Task statement
Starting with the line that contains "recompute everything downstream." and stopping after the line that contains "failed output; outputs", copy the entries below exactly. Include nothing else.

--- Source material ---

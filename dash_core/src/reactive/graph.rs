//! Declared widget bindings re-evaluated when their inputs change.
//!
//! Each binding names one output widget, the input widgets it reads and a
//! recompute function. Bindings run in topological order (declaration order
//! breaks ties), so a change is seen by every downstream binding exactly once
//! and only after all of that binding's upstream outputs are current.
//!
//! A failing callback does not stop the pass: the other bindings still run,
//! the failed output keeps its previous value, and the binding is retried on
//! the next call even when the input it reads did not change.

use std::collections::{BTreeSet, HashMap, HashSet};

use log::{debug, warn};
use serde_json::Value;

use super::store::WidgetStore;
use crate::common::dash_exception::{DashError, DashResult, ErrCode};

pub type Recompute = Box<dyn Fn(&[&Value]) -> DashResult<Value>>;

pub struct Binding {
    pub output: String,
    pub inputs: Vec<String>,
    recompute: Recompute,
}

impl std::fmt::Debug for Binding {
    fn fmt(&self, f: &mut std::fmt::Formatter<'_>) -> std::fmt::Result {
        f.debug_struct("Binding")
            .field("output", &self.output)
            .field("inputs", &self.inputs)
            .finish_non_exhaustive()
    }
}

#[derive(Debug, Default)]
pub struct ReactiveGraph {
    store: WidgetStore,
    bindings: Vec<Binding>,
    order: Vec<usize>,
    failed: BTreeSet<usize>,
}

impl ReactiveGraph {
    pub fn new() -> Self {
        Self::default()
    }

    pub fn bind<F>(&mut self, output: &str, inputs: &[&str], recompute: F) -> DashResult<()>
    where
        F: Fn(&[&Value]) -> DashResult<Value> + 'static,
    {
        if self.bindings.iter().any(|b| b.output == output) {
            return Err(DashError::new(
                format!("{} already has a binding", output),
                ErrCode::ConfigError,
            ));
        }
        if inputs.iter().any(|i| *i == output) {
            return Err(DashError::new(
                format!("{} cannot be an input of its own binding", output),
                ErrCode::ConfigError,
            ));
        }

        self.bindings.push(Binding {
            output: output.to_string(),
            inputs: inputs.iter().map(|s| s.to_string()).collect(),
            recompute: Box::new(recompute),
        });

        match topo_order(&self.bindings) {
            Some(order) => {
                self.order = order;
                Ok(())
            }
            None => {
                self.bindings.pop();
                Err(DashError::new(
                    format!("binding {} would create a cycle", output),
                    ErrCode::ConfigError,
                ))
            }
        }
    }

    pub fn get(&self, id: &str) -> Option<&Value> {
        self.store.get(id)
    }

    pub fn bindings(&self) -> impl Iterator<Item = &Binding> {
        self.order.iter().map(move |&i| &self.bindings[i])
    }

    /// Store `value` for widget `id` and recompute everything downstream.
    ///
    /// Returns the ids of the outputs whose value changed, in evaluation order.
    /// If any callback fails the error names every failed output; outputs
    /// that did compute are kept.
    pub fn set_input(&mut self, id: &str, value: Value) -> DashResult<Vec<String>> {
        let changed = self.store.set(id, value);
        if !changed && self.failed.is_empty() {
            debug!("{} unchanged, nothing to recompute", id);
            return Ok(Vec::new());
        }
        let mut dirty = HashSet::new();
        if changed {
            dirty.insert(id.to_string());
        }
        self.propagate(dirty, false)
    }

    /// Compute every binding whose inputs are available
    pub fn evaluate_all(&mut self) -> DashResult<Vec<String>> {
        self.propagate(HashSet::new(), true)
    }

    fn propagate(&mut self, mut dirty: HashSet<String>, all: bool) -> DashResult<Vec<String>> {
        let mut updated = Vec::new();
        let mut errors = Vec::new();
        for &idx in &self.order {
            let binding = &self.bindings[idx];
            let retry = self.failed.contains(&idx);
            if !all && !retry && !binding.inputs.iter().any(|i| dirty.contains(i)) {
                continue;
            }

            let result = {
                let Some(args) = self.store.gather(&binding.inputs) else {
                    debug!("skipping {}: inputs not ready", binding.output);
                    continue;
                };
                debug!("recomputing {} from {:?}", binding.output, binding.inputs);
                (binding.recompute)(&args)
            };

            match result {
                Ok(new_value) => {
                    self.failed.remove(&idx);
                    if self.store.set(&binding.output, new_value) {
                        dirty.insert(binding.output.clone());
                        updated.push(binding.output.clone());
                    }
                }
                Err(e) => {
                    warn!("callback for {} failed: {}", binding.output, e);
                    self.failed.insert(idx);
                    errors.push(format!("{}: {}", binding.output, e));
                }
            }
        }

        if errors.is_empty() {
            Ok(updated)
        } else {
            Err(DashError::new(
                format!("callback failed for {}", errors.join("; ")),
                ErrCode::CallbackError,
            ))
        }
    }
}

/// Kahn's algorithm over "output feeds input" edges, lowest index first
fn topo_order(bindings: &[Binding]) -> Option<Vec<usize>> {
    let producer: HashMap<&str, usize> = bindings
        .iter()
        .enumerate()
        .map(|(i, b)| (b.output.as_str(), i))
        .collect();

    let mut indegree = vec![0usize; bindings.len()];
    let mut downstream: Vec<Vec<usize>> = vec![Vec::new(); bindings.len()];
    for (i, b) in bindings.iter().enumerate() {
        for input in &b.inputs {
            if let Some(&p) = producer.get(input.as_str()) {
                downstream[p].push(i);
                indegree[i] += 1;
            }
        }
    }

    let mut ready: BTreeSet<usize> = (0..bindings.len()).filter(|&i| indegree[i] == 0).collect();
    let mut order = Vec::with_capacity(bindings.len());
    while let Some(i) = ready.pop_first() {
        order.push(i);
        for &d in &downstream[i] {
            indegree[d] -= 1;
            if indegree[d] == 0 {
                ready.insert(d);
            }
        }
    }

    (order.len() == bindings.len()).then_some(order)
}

---

Written solution
    /// Store `value` for widget `id` and recompute everything downstream.
    ///
    /// Returns the ids of the outputs whose value changed, in evaluation order.
    /// If any callback fails the error names every failed output; outputs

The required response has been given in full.